Andersen will meet with University Bookstore General Manager Karen Jeffries and University Bookstore spokeswoman Michelle Froese on Friday to discuss possible solutions to the number of tactics that publishers use to prevent students from selling back textbooks.
"Obviously buying back books is in the student's best interest because it allows them to get cheaper prices," Andersen said. "But there are some very — I don't want to say illegal — but very extreme tactics used by textbook publishers that are certainly not in the best interest, and the bookstore and we know that. Honestly, we want the students to buy used textbooks whenever possible because they give students money, and our school money, too, so it is sort of a mutually beneficial thing."
Publishers are turning to tactics such as bundling, customizing and using pass codes as a means to keep students from buying used books.
"When you put a lot of things together, when there is a workbook included in a bundle, a pass code included in a bundle, or when there is those types of things that we refer to as consumables, in other words you use them during the semester so they can't be reused the next semester, typically what will happen is the bundle will not have buy back value, and the publisher of course likes that because that means that the next semester we don't have any choice but to sell it new again," Froese said.
Students should constructively say to faculty members that being able to sell books back is important to them, Froese said.

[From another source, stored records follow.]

//! File categorization by extension.
//!
//! This module maps file extensions to named categories (e.g., "images",
//! "documents") through an ordered [`RuleSet`]. Lookups are case-insensitive
//! and the first category that claims an extension wins.
//!
//! # Examples
//!
//! ```
//! use sortdir::file_category::{Category, RuleSet};
//!
//! let rules = RuleSet::defaults();
//! assert_eq!(rules.classify(".jpg"), Category::Named("images"));
//! assert_eq!(rules.classify("PDF"), Category::Named("documents"));
//! assert_eq!(rules.classify(".xyz"), Category::Uncategorized);
//! ```

use std::collections::HashSet;

/// Built-in category table, in classification order.
pub const DEFAULT_RULES: &[(&str, &[&str])] = &[
    (
        "images",
        &[".jpg", ".jpeg", ".png", ".gif", ".bmp", ".tiff", ".webp"],
    ),
    ("documents", &[".pdf", ".doc", ".docx", ".txt", ".odt", ".rtf"]),
    ("spreadsheets", &[".xls", ".xlsx", ".csv", ".ods"]),
    ("archives", &[".zip", ".tar", ".gz", ".rar", ".7z"]),
    ("videos", &[".mp4", ".mkv", ".avi", ".mov", ".wmv"]),
    ("audio", &[".mp3", ".wav", ".flac", ".aac", ".m4a"]),
    (
        "code",
        &[".py", ".js", ".java", ".c", ".cpp", ".go", ".rs", ".ts"],
    ),
];

/// Directory name used for files no category claims.
pub const UNCATEGORIZED_DIR: &str = "others";

/// The outcome of classifying an extension.
#[derive(Debug, Clone, Copy, PartialEq, Eq, Hash)]
pub enum Category<'a> {
    /// A category from the rule set.
    Named(&'a str),
    /// No category matched.
    Uncategorized,
}

impl Category<'_> {
    /// Returns the subdirectory name for this category.
    ///
    /// # Examples
    ///
    /// ```
    /// use sortdir::file_category::Category;
    ///
    /// assert_eq!(Category::Named("images").dir_name(), "images");
    /// assert_eq!(Category::Uncategorized.dir_name(), "others");
    /// ```
    pub fn dir_name(&self) -> &str {
        match self {
            Category::Named(name) => *name,
            Category::Uncategorized => UNCATEGORIZED_DIR,
        }
    }
}

/// A single category and the extensions it owns.
#[derive(Debug, Clone, PartialEq, Eq)]
pub struct CategoryRule {
    /// Category name, also used as the destination subfolder.
    pub name: String,
    /// Normalized extensions (lowercase, dot-prefixed).
    pub extensions: HashSet<String>,
}

impl CategoryRule {
    /// Creates a rule, normalizing every extension.
    pub fn new<I, S>(name: impl Into<String>, extensions: I) -> Self
    where
        I: IntoIterator<Item = S>,
        S: AsRef<str>,
    {
        Self {
            name: name.into(),
            extensions: extensions
                .into_iter()
                .map(|ext| normalize_extension(ext.as_ref()))
                .collect(),
        }
    }

    /// Returns true if this rule owns the given normalized extension.
    pub fn contains(&self, normalized_ext: &str) -> bool {
        self.extensions.contains(normalized_ext)
    }
}

/// Ordered mapping from category name to extensions.
///
/// A `RuleSet` is built once per run and only read afterwards. When an
/// extension appears under more than one category, the category listed
/// first wins.
#[derive(Debug, Clone, PartialEq, Eq)]
pub struct RuleSet {
    rules: Vec<CategoryRule>,
}

impl RuleSet {
    /// Builds the rule set from [`DEFAULT_RULES`].
    pub fn defaults() -> Self {
        Self::from_entries(
            DEFAULT_RULES
                .iter()
                .map(|(name, exts)| (name.to_string(), exts.iter().copied())),
        )
    }

    /// Builds a rule set from `(category, extensions)` pairs, preserving order.
    ///
    /// Extensions are normalized with [`normalize_extension`], so `"JPG"`,
    /// `"jpg"` and `".jpg"` are equivalent.
    ///
    /// # Examples
    ///
    /// ```
    /// use sortdir::file_category::{Category, RuleSet};
    ///
    /// let rules = RuleSet::from_entries(vec![("photos".to_string(), vec!["JPG"])]);
    /// assert_eq!(rules.classify(".jpg"), Category::Named("photos"));
    /// ```
    pub fn from_entries<I, E, S>(entries: I) -> Self
    where
        I: IntoIterator<Item = (String, E)>,
        E: IntoIterator<Item = S>,
        S: AsRef<str>,
    {
        Self {
            rules: entries
                .into_iter()
                .map(|(name, exts)| CategoryRule::new(name, exts))
                .collect(),
        }
    }

    /// Returns the rules in classification order.
    pub fn categories(&self) -> &[CategoryRule] {
        &self.rules
    }

    /// Number of categories.
    pub fn len(&self) -> usize {
        self.rules.len()
    }

    /// Returns true if there are no categories.
    pub fn is_empty(&self) -> bool {
        self.rules.is_empty()
    }

    /// Classifies an extension (with or without the leading dot).
    pub fn classify(&self, extension: &str) -> Category<'_> {
        classify(extension, self)
    }
}

impl Default for RuleSet {
    fn default() -> Self {
        Self::defaults()
    }
}

/// Normalizes an extension to lowercase with a leading `.`.
///
/// # Examples
///
/// ```
/// use sortdir::file_category::normalize_extension;
///
/// assert_eq!(normalize_extension("JPG"), ".jpg");
/// assert_eq!(normalize_extension(".Png"), ".png");
/// ```
pub fn normalize_extension(ext: &str) -> String {
    let lower = ext.to_lowercase();
    if lower.starts_with('.') {
        lower
    } else {
        format!(".{}", lower)
    }
}

/// Returns the first category in `rules` that owns `extension`.
///
/// The lookup is case-insensitive. An empty extension never matches.
pub fn classify<'a>(extension: &str, rules: &'a RuleSet) -> Category<'a> {
    if extension.is_empty() || extension == "." {
        return Category::Uncategorized;
    }

    let normalized = normalize_extension(extension);
    rules
        .rules
        .iter()
        .find(|rule| rule.contains(&normalized))
        .map(|rule| Category::Named(rule.name.as_str()))
        .unwrap_or(Category::Uncategorized)
}

#[cfg(test)]
mod tests {
    use super::*;

    #[test]
    fn test_every_default_extension_classifies_to_its_category() {
        let rules = RuleSet::defaults();
        for (category, extensions) in DEFAULT_RULES {
            for ext in *extensions {
                assert_eq!(
                    rules.classify(ext),
                    Category::Named(*category),
                    "extension {} should belong to {}",
                    ext,
                    category
                );
            }
        }
    }

    #[test]
    fn test_default_category_order() {
        let rules = RuleSet::defaults();
        let names: Vec<_> = rules.categories().iter().map(|r| r.name.as_str()).collect();
        assert_eq!(
            names,
            vec![
                "images",
                "documents",
                "spreadsheets",
                "archives",
                "videos",
                "audio",
                "code"
            ]
        );
    }

    #[test]
    fn test_unknown_extension_is_uncategorized() {
        let rules = RuleSet::defaults();
        assert_eq!(rules.classify(".unknownext"), Category::Uncategorized);
        assert_eq!(rules.classify(""), Category::Uncategorized);
        assert_eq!(rules.classify("."), Category::Uncategorized);
    }

    #[test]
    fn test_classify_is_case_insensitive() {
        let rules = RuleSet::defaults();
        assert_eq!(rules.classify(".JPG"), Category::Named("images"));
        assert_eq!(rules.classify(".Mp3"), Category::Named("audio"));
    }

    #[test]
    fn test_classify_accepts_extension_without_dot() {
        let rules = RuleSet::defaults();
        assert_eq!(rules.classify("zip"), Category::Named("archives"));
    }

    #[test]
    fn test_first_matching_category_wins() {
        let rules = RuleSet::from_entries(vec![
            ("first".to_string(), vec![".dat"]),
            ("second".to_string(), vec![".dat", ".bin"]),
        ]);
        assert_eq!(rules.classify(".dat"), Category::Named("first"));
        assert_eq!(rules.classify(".bin"), Category::Named("second"));
    }

    #[test]
    fn test_uncategorized_dir_name() {
        assert_eq!(Category::Uncategorized.dir_name(), "others");
    }

    #[test]
    fn test_normalize_extension() {
        assert_eq!(normalize_extension("jpg"), ".jpg");
        assert_eq!(normalize_extension(".jpg"), ".jpg");
        assert_eq!(normalize_extension("TAR"), ".tar");
    }
}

Faculty members have to notify the bookstore by a set deadline about which books they will be using in the next semester. The sooner the bookstore can order books, the more likely it is to secure whatever available used copies there are in the market. Otherwise, the bookstore buys new editions.
"Our job as a bookstore is to definitely facilitate learning," Jeffries said. "I mean, I can't tell a professor what is best to help teach a student. I don't know their topic, I don't know their subject, but I can encourage and help give them options if I can see that there might be a less expensive way to do the same thing for a student."
Froese said students are guaranteed 50 percent of what they paid for the textbook if it is being used next semester.
"If you are getting less than 50 percent back, that book is not being used here and is going somewhere else," Froese said.
Jeffries said it is not the bookstore's goal to make a profit from textbook sales.
"In all honesty, if our goal was to sell books, we would want those custom and we would want those bundles," she said.